With European protests against ratifying the Anti-Counterfeiting Trade Agreement, the failure in the U.S. to pass a draconian Stop Online Piracy Act and the recent explosion of opposition to Canada’s online spying legislation, regulation of the Internet is looking good for story of the year (or at least one of them) in this Christmas’ news-in-reviews.

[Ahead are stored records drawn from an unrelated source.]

/// An EMF record accumulator.
///
/// `finalize` patches the header with the total size, record count and
/// handle count, and returns the complete blob.
#[derive(Debug)]
pub struct EmfBuilder {
    /// Canvas width in EMU.
    width: i64,
    /// Canvas height in EMU.
    height: i64,
    records: Vec<Vec<u8>>,
    next_handle: u32,
}

impl EmfBuilder {
    /// Creates a builder with the given canvas size in EMU.
    pub fn new(width: i64, height: i64) -> Self {
        let mut builder = EmfBuilder {
            width: width.max(1),
            height: height.max(1),
            records: Vec::new(),
            next_handle: 1,
        };
        builder.push_header();
        builder
    }

    fn push_header(&mut self) {
        let mut data = Vec::with_capacity(HEADER_SIZE);
        put_u32(&mut data, RecordType::Header as u32);
        put_u32(&mut data, HEADER_SIZE as u32);

        // Bounds rectangle, logical units.
        put_i32(&mut data, 0);
        put_i32(&mut data, 0);
        put_i32(&mut data, self.width as i32);
        put_i32(&mut data, self.height as i32);

        // Frame rectangle, 0.01 mm device units.
        let frame_w = (self.width / EMU_PER_CENTIMM) as i32;
        let frame_h = (self.height / EMU_PER_CENTIMM) as i32;
        put_i32(&mut data, 0);
        put_i32(&mut data, 0);
        put_i32(&mut data, frame_w);
        put_i32(&mut data, frame_h);

        // Signature.
        data.extend_from_slice(b"ENHMETA ");

        // Version; total size and record count are patched in finalize().
        put_u32(&mut data, 0x10000);
        put_u32(&mut data, 0);
        put_u32(&mut data, 0);

        // Handle count (patched), reserved, description length/offset.
        put_u16(&mut data, 0);
        put_u16(&mut data, 0);
        put_u16(&mut data, 0);
        put_u16(&mut data, 0);

        // Palette entries and the device size in pixels.
        put_u32(&mut data, 0);
        put_u32(&mut data, (frame_w / 100).max(1) as u32);
        put_u32(&mut data, (frame_h / 100).max(1) as u32);

        // Device resolution.
        put_u32(&mut data, DEVICE_DPI);
        put_u32(&mut data, DEVICE_DPI);

        // Millimeter size.
        put_u32(&mut data, (frame_w / 100).max(1) as u32);
        put_u32(&mut data, (frame_h / 100).max(1) as u32);

        data.resize(HEADER_SIZE, 0);
        self.records.push(data);
    }

    /// Appends a record; the size includes the 8-byte record header
    /// and is padded to a multiple of 4.
    fn push_record(&mut self, kind: RecordType, payload: &[u8]) {
        let mut padded = payload.len();
        while padded % 4 != 0 {
            padded += 1;
        }

        let mut record = Vec::with_capacity(8 + padded);
        put_u32(&mut record, kind as u32);
        put_u32(&mut record, (8 + padded) as u32);
        record.extend_from_slice(payload);
        record.resize(8 + padded, 0);
        self.records.push(record);
    }

    fn allocate_handle(&mut self) -> u32 {
        let handle = self.next_handle;
        self.next_handle += 1;
        handle
    }

    /// Creates a solid brush and returns its handle.
    pub fn create_solid_brush(&mut self, color: Color) -> u32 {
        self.create_brush(BrushStyle::Solid, color, 0)
    }

    /// Creates a hatched brush for the given tile kind.
    ///
    /// Dots degrade to a solid brush and grids to a crosshatch,
    /// matching the tile library presets.
    pub fn create_tile_brush(&mut self, tile: TileKind, color: Color) -> u32 {
        match tile {
            TileKind::HorizontalLines => {
                self.create_brush(BrushStyle::Hatched, color, HatchStyle::Horizontal as u32)
            }
            TileKind::VerticalLines => {
                self.create_brush(BrushStyle::Hatched, color, HatchStyle::Vertical as u32)
            }
            TileKind::DiagonalLines => self.create_brush(
                BrushStyle::Hatched,
                color,
                HatchStyle::ForwardDiagonal as u32,
            ),
            TileKind::CrossHatch | TileKind::Grid => {
                self.create_brush(BrushStyle::Hatched, color, HatchStyle::Cross as u32)
            }
            TileKind::Dots | TileKind::Brick => self.create_solid_brush(color),
            TileKind::Solid(c) => self.create_solid_brush(c),
        }
    }

    fn create_brush(&mut self, style: BrushStyle, color: Color, hatch: u32) -> u32 {
        let handle = self.allocate_handle();

        let mut payload = Vec::with_capacity(16);
        put_u32(&mut payload, handle);
        put_u32(&mut payload, style as u32);
        put_u32(&mut payload, colorref(color));
        put_u32(&mut payload, hatch);
        self.push_record(RecordType::CreateBrushIndirect, &payload);

        handle
    }

    /// Creates a solid pen and returns its handle.
    pub fn create_pen(&mut self, color: Color, width: i32) -> u32 {
        let handle = self.allocate_handle();

        let mut payload = Vec::with_capacity(20);
        put_u32(&mut payload, handle);
        // PS_SOLID.
        put_u32(&mut payload, 0);
        // Width as a POINTL; only x is used.
        put_i32(&mut payload, width.max(1));
        put_i32(&mut payload, 0);
        put_u32(&mut payload, colorref(color));
        self.push_record(RecordType::CreatePen, &payload);

        handle
    }

    /// Selects a previously created object.
    pub fn select_object(&mut self, handle: u32) {
        let mut payload = Vec::with_capacity(4);
        put_u32(&mut payload, handle);
        self.push_record(RecordType::SelectObject, &payload);
    }

    /// Fills a rectangle with the selected brush.
    pub fn rectangle(&mut self, x: i32, y: i32, width: i32, height: i32) {
        let mut payload = Vec::with_capacity(16);
        put_i32(&mut payload, x);
        put_i32(&mut payload, y);
        put_i32(&mut payload, x + width);
        put_i32(&mut payload, y + height);
        self.push_record(RecordType::Rectangle, &payload);
    }

    /// Emits a filled polygon from 16-bit points.
    pub fn polygon16(&mut self, points: &[(i16, i16)]) {
        if points.is_empty() {
            return;
        }

        let mut payload = Vec::with_capacity(24 + points.len() * 4);
        self.put_point_block(&mut payload, points);
        self.push_record(RecordType::Polygon16, &payload);
    }

    /// Emits a Bezier chain: the start point plus control triples.
    pub fn polybezier16(&mut self, points: &[(i16, i16)]) {
        if points.len() < 4 || (points.len() - 1) % 3 != 0 {
            return;
        }

        let mut payload = Vec::with_capacity(24 + points.len() * 4);
        self.put_point_block(&mut payload, points);
        self.push_record(RecordType::PolyBezier16, &payload);
    }

    fn put_point_block(&self, payload: &mut Vec<u8>, points: &[(i16, i16)]) {
        let min_x = points.iter().map(|p| p.0).min().unwrap_or(0);
        let min_y = points.iter().map(|p| p.1).min().unwrap_or(0);
        let max_x = points.iter().map(|p| p.0).max().unwrap_or(0);
        let max_y = points.iter().map(|p| p.1).max().unwrap_or(0);

        put_i32(payload, min_x as i32);
        put_i32(payload, min_y as i32);
        put_i32(payload, max_x as i32);
        put_i32(payload, max_y as i32);
        put_u32(payload, points.len() as u32);
        for (x, y) in points {
            put_i16(payload, *x);
            put_i16(payload, *y);
        }
    }

    /// Moves the current position.
    pub fn move_to(&mut self, x: i32, y: i32) {
        let mut payload = Vec::with_capacity(8);
        put_i32(&mut payload, x);
        put_i32(&mut payload, y);
        self.push_record(RecordType::MoveToEx, &payload);
    }

    /// Draws a line from the current position.
    pub fn line_to(&mut self, x: i32, y: i32) {
        let mut payload = Vec::with_capacity(8);
        put_i32(&mut payload, x);
        put_i32(&mut payload, y);
        self.push_record(RecordType::LineTo, &payload);
    }

    /// Appends the EOF record and returns the blob with a patched
    /// header.
    pub fn finalize(mut self) -> Vec<u8> {
        let mut payload = Vec::with_capacity(12);
        put_u32(&mut payload, 0);
        put_u32(&mut payload, 0);
        put_u32(&mut payload, 0);
        self.push_record(RecordType::Eof, &payload);

        let total_size: usize = self.records.iter().map(Vec::len).sum();
        let record_count = self.records.len() as u32;
        let handle_count = self.next_handle - 1;

        let header = &mut self.records[0];
        patch_u32(header, 52, total_size as u32);
        patch_u32(header, 56, record_count);
        patch_u16(header, 60, handle_count as u16);

        self.records.concat()
    }
}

The anticipated re-introduction in the next few weeks of Harper’s new copyright reform legislation, which internet freedom advocate Michael Geist warns could disrupt the traditional balance in Canadian law between the rights of content producers and content users, will prolong the public conversation.

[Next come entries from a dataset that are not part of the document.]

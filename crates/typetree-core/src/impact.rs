//! Change-impact filtering over a cached hierarchy.
//!
//! A built graph stays valid until the element model underneath it moves.
//! The filter is the caller-owned decision point: feed it every change
//! notification and it answers whether the cached graph has gone stale.
//! There is no listener registration and no global cache — the filter is
//! plain state, and after a rebuild the caller re-arms it with
//! [`reset`](ImpactFilter::reset).
//!
//! Staleness is deliberately coarse: once stale, the graph is discarded
//! and rebuilt whole. Only the decision to rebuild is incremental.

use std::collections::HashSet;

use serde::{Deserialize, Serialize};
use tracing::debug;

use crate::element::{ElementId, ElementTree};
use crate::graph::{HierarchyGraph, TypeName};
use crate::region::Region;
use crate::resolve::RelevanceChecker;

// ============================================================================
// Change Notifications
// ============================================================================

/// What happened to a changed element.
#[derive(Debug, Clone, Copy, PartialEq, Eq, Serialize, Deserialize)]
#[serde(rename_all = "snake_case")]
pub enum ChangeKind {
    /// The element appeared.
    Added,
    /// The element disappeared.
    Removed,
    /// The element's content changed on disk.
    Modified,
    /// A working copy of the element was reconciled in memory.
    Reconciled,
}

/// One change notification from the surrounding system.
#[derive(Debug, Clone, Serialize, Deserialize)]
pub struct ElementChange {
    /// The element the change happened at.
    pub element: ElementId,
    /// What happened.
    pub kind: ChangeKind,
    /// Types declared by the changed unit, when the notifier knows them.
    /// Drives the tracked-type and missing-type checks; an empty list just
    /// skips those checks.
    pub declared_types: Vec<TypeName>,
}

impl ElementChange {
    /// A change with no declared-type detail.
    pub fn new(element: ElementId, kind: ChangeKind) -> Self {
        ElementChange {
            element,
            kind,
            declared_types: Vec::new(),
        }
    }

    /// Attach the types declared by the changed unit.
    pub fn with_declared_types(mut self, declared_types: Vec<TypeName>) -> Self {
        self.declared_types = declared_types;
        self
    }
}

// ============================================================================
// Filter
// ============================================================================

/// Freshness of the cached hierarchy graph.
#[derive(Debug, Clone, Copy, PartialEq, Eq)]
pub enum Freshness {
    /// The cached graph still reflects the element model.
    Fresh,
    /// The cached graph must be discarded and rebuilt.
    Stale,
}

/// Decides whether a cached [`HierarchyGraph`] is invalidated by incoming
/// change notifications.
///
/// Snapshots the graph's tracked names, missing names, and focus at
/// construction; owns the region the graph was built against. Reusable
/// indefinitely — there is no terminal state.
#[derive(Debug)]
pub struct ImpactFilter {
    region: Region,
    focus: Option<TypeName>,
    tracked: HashSet<TypeName>,
    missing: HashSet<String>,
    state: Freshness,
}

impl ImpactFilter {
    /// Arm a filter for a freshly built `graph` and the `region` it was
    /// built against.
    pub fn new(region: Region, graph: &HierarchyGraph) -> Self {
        let tracked = graph
            .all_types()
            .into_iter()
            .filter_map(|ty| graph.name_of(ty).cloned())
            .collect();
        let missing = graph.missing_types().iter().cloned().collect();
        ImpactFilter {
            region,
            focus: graph.focus_type().cloned(),
            tracked,
            missing,
            state: Freshness::Fresh,
        }
    }

    /// Current freshness.
    pub fn state(&self) -> Freshness {
        self.state
    }

    /// Whether the cached graph must be discarded.
    pub fn is_stale(&self) -> bool {
        self.state == Freshness::Stale
    }

    /// Feed one change notification; returns whether the cached graph is
    /// stale now. Once stale, stays stale until [`reset`](Self::reset).
    pub fn notify<R: RelevanceChecker>(
        &mut self,
        tree: &ElementTree,
        relevance: &R,
        change: &ElementChange,
    ) -> bool {
        if self.state == Freshness::Stale {
            return true;
        }
        if self.affects_hierarchy(tree, relevance, change) {
            debug!(element = %change.element, kind = ?change.kind, "cached hierarchy went stale");
            self.state = Freshness::Stale;
        }
        self.is_stale()
    }

    fn affects_hierarchy<R: RelevanceChecker>(
        &self,
        tree: &ElementTree,
        relevance: &R,
        change: &ElementChange,
    ) -> bool {
        // A reconcile of a unit declaring a tracked type always triggers
        // re-evaluation, focus or not.
        if change.kind == ChangeKind::Reconciled
            && change
                .declared_types
                .iter()
                .any(|name| self.tracked.contains(name))
        {
            return true;
        }
        // A newly added unit can complete a previously unresolvable link.
        if change.kind == ChangeKind::Added
            && change
                .declared_types
                .iter()
                .any(|name| self.missing.contains(name.as_str()))
        {
            return true;
        }
        match &self.focus {
            Some(focus) => relevance.is_relevant(change.element, focus),
            None => self.region.contains(tree, change.element),
        }
    }

    /// Re-arm the filter after a rebuild.
    pub fn reset(&mut self, region: Region, graph: &HierarchyGraph) {
        *self = ImpactFilter::new(region, graph);
    }
}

So will Canada-EU free trade talks (CETA), which will tackle copyright and other intellectual property rights issues at an April negotiating round that officials hope will be the last before a deal is signed this summer if not earlier.

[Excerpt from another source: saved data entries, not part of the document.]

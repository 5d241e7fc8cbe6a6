//! Containment tree of opaque project elements.
//!
//! An element is a position in a containment hierarchy (workspace →
//! source root → package → source file). The hierarchy engine only needs
//! equality and parent lookup; kind and label exist for diagnostics and for
//! callers mapping their own project model onto the tree.
//!
//! Elements are arena-addressed: [`ElementId`] is an index into the tree's
//! node table, so parent and child lookups never form ownership cycles.

use serde::{Deserialize, Serialize};

// ============================================================================
// ID Type
// ============================================================================

/// Unique identifier for an element within one [`ElementTree`].
#[derive(Debug, Clone, Copy, PartialEq, Eq, Hash, Serialize, Deserialize, PartialOrd, Ord)]
pub struct ElementId(pub u32);

impl ElementId {
    /// Create a new element ID.
    pub fn new(id: u32) -> Self {
        ElementId(id)
    }
}

impl std::fmt::Display for ElementId {
    fn fmt(&self, f: &mut std::fmt::Formatter<'_>) -> std::fmt::Result {
        write!(f, "elem_{}", self.0)
    }
}

// ============================================================================
// Element Kind
// ============================================================================

/// Kind of containment element.
///
/// The engine treats all kinds uniformly; the kind is carried for callers
/// and for diagnostics (e.g. distinguishing a source file from a compiled
/// class file in log output).
#[derive(Debug, Clone, Copy, PartialEq, Eq, Hash, Serialize, Deserialize)]
#[serde(rename_all = "snake_case")]
pub enum ElementKind {
    /// Top-level container for everything the caller considers in scope.
    Workspace,
    /// A source or binary root (e.g. a source folder or an archive).
    SourceRoot,
    /// A package or namespace fragment under a root.
    Package,
    /// A source file holding type declarations.
    SourceFile,
    /// A compiled class file holding one type declaration.
    ClassFile,
}

// ============================================================================
// Element Tree
// ============================================================================

#[derive(Debug, Clone)]
struct ElementData {
    parent: Option<ElementId>,
    kind: ElementKind,
    label: String,
}

/// Arena-addressed containment tree.
///
/// IDs are allocated by [`insert_root`](ElementTree::insert_root) and
/// [`insert_child`](ElementTree::insert_child) and are only valid against
/// the tree that created them. Elements are never removed; the tree is a
/// read-consistent snapshot for the duration of one hierarchy build.
#[derive(Debug, Clone, Default)]
pub struct ElementTree {
    nodes: Vec<ElementData>,
}

impl ElementTree {
    /// Create an empty tree.
    pub fn new() -> Self {
        ElementTree::default()
    }

    /// Insert a top-level element with no parent.
    pub fn insert_root(&mut self, kind: ElementKind, label: impl Into<String>) -> ElementId {
        self.insert(None, kind, label.into())
    }

    /// Insert an element under `parent`.
    pub fn insert_child(
        &mut self,
        parent: ElementId,
        kind: ElementKind,
        label: impl Into<String>,
    ) -> ElementId {
        debug_assert!((parent.0 as usize) < self.nodes.len());
        self.insert(Some(parent), kind, label.into())
    }

    fn insert(&mut self, parent: Option<ElementId>, kind: ElementKind, label: String) -> ElementId {
        let id = ElementId(self.nodes.len() as u32);
        self.nodes.push(ElementData {
            parent,
            kind,
            label,
        });
        id
    }

    /// Parent of `element`, or `None` for a top-level element.
    pub fn parent(&self, element: ElementId) -> Option<ElementId> {
        self.nodes[element.0 as usize].parent
    }

    /// Kind of `element`.
    pub fn kind(&self, element: ElementId) -> ElementKind {
        self.nodes[element.0 as usize].kind
    }

    /// Label of `element`.
    pub fn label(&self, element: ElementId) -> &str {
        &self.nodes[element.0 as usize].label
    }

    /// Number of elements in the tree.
    pub fn len(&self) -> usize {
        self.nodes.len()
    }

    /// Whether the tree holds no elements.
    pub fn is_empty(&self) -> bool {
        self.nodes.is_empty()
    }

    /// Ancestor chain of `element`, top-down, ending with `element` itself.
    pub fn ancestor_chain(&self, element: ElementId) -> Vec<ElementId> {
        let mut chain = vec![element];
        let mut current = element;
        while let Some(parent) = self.parent(current) {
            chain.push(parent);
            current = parent;
        }
        chain.reverse();
        chain
    }

    /// Whether `ancestor` is `element` itself or appears on its parent chain.
    pub fn is_ancestor_or_self(&self, ancestor: ElementId, element: ElementId) -> bool {
        let mut current = Some(element);
        while let Some(e) = current {
            if e == ancestor {
                return true;
            }
            current = self.parent(e);
        }
        false
    }
}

These laws and “trade” agreements of course deal with a lot more than Internet freedom and are primarily concerned with enforcement of numerous types of intellectual property rights against theft, piracy or, as the “C” in ACTA suggests, trade in counterfeit goods. These goods can include movies, music or games that have been bootlegged or shared over online networks, generic medicines and other pharmaceuticals destined for developing countries, and other patentable or certifiable goods like genetically modified crops, geographically identified food (ex. Champagne), industrial designs, etc.
What the deals–CETA, ACTA, and the Trans-Pacific Partnership Agreement–have in common is that they ramp up protections for already powerful rights holders and require state authorities to criminalize real and even suspected infractions of those private rights. Unlike Harper’s copyright legislation, however, the trade deals are negotiated behind closed doors, which is wrong to begin with but strikingly worse given what’s at stake: higher drug costs in Canada, the freedom of farmers to save seeds, the future of the Internet as a democratic versus a purely corporate space.
I don’t pretend to be an expert on the ins and outs of intellectual property so I’m going to suggest further reading (some short, some longer) on these agreements, their links with each other and with Canada’s legislative framework and proposed copyright reforms.
Beyond SOPA and PIPA: There’s Lots More to Battle in the Fight to Keep the Web Free, NOW Toronto, January 18, 2012
Europe Considers Using CETA To Create “Anti-Counterfeiting Trade Agreement Plus,” Michael Geist blog entry, June 13, 2011
ACTA and Access to Medicines, a report by Sean Flynn and Bijan Madhani (American University Washington College of Law) for The Greens / European Free Alliance political group, 10-6-2011
TRIPS, TRIPS Plus and Doha, a primer from Doctors Without Borders on next generation trade deals as they affect access to medicines, last updated July 2011
The Council of Canadians’ submission to the federal government on Canada’s entry into Trans-Pacific Partnership Agreement negotiations, February 14, 2012 (pages 7-10 on copyright and access to medicines)
EU Report Says CETA IP Provisions Would Increase Consumer Prices, Royalty Deficit, Michael Geist blog entry, March 16, 2011
Copyright Reform in Canada, a briefing note from the Consumers Council of Canada, which links ACTA, CETA and the Copyright Modernization Act
Copyright changes: How they’ll affect users of digital content, Coalition for Cultural Diversity, October 17, 2011
This quickly assembled list of articles is by no means definitive. But with CETA negotiations coming to a head and intellectual property rights emerging as the most publicly controversial aspect of those and other agreements and legislation coming our way, I hope the information is useful.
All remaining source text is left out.